Una familia de Victorica denunció que tiene pendiente una amenaza de desalojo que impulsa una persona que habría comprado en forma irregular la vivienda de un plan social a través de la venta que le habría hecho un tercero, al cual el adjudicatario le prestó el lugar.
María del Carmen Rodríguez y Antonio Gualpa junto a ocho hijos llegaron desde San Luis y a los dos años (en 2008) alquilaron una casa de barrio, del Plan Comunal, en Victorica. “El que nos alquila a nosotros es Manuel Rubín, que vive en Buenos Aires. No sabíamos que tenía problemas la casa, que no era de él. La tenía para lucrar”, contó la mujer.
Al poco tiempo, Gualpa se quedó sin trabajo -en el rubro de la construcción- cuando la empresa Sol Obras se fundió y por eso dejaron de pagar el alquiler. “Cada mes venía a hostigarnos porque no podíamos pagar. Un día encontré a una señora que me dijo que esa casa no era de él, sino del hermano, Daniel Aulestiarte”, explicaron.
Hace tres años, Rubín le inició un juicio de desalojo. Ellos averigüaron en el IPAV que, efectivamente, la casa estaba a nombre de Aulestiarte, que la había cancelado en forma total.
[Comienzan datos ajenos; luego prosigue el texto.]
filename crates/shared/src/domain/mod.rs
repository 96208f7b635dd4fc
pub mod requests;
pub mod responses;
El juicio está a cargo del juez regional letrado Carlos Roberto Espínola. En el expediente, según la familia, apareció un boleto de compraventa fechado el 3 de mayo del ‘96, en el cual una persona llamada Ernesto Rebollo le vende la vivienda en 8.000 pesos a Manuel Rubín y su esposa, Teresa Candal.
Sin embargo, en el mismo boleto figura que el adjudicatario de la vivienda, Aulestiarte, le haría la escritura traslativa a los 120 días de la operación.
“Nosotros lo encontramos a Aulestiarte, vive en el barrio Butaló, de Santa Rosa, y nos dijo que él se la había prestado a Rebollo pero nunca vendió la casa ni firmó nada, que le habían falsificado la firma. Entonces nos la vendió a nosotros en 50.000 pesos”, contaron.
La familia tiene el boleto de compraventa de esa operación, con fecha del 19 de marzo del año pasado.
“Ellos no tienen ninguna escritura, sino la hubieran presentado. Nosotros la compramos para tener de dónde agarrarnos y que no nos saquen”, explicó Gualpa.
Actualmente, la familia cuenta con el patrocinio de la defensora oficial Dorila Raquel Romero, aunque no están conformes con su actuación y pretenden cambiarla. “Nos trata como si fuéramos sus enemigos”, dijeron.
“No nos podemos ir a la calle. Cinco de nuestros hijos viven con nosotros y uno de los más chicos está enfermo de la tiroides. Son muchos años de lucha, nos persiguen y nos persiguen”, se quejó la mujer.
“Nosotros la queremos para vivir, la queremos habitar, no para hacer cosas raras o para alquilarla y lucrar. Hace tres años que estamos en esto. Acá está fallando el Estado municipal y provincial, si tenemos que dirigirnos a la Nación lo vamos a hacer”, aseguró la mujer.
“Habiendo tantas irregularidades, no entiendo por qué el juez le da lugar a una cosa de estas. Soy ama de casa, pero el juez no tendría que haber dado lugar a una denuncia por desalojo, tendría que haber pedido la escritura. Pero la escritura no está, sino la hubieran presentado”, remarcó.
“En el oeste hay mucha corrupción y nadie hace nada. Voy a poner la cara para que la gente sepa y los que tengan que hacer algo, que lo hagan. Estoy defendiendo a mis hijos y mi casa”, agregó.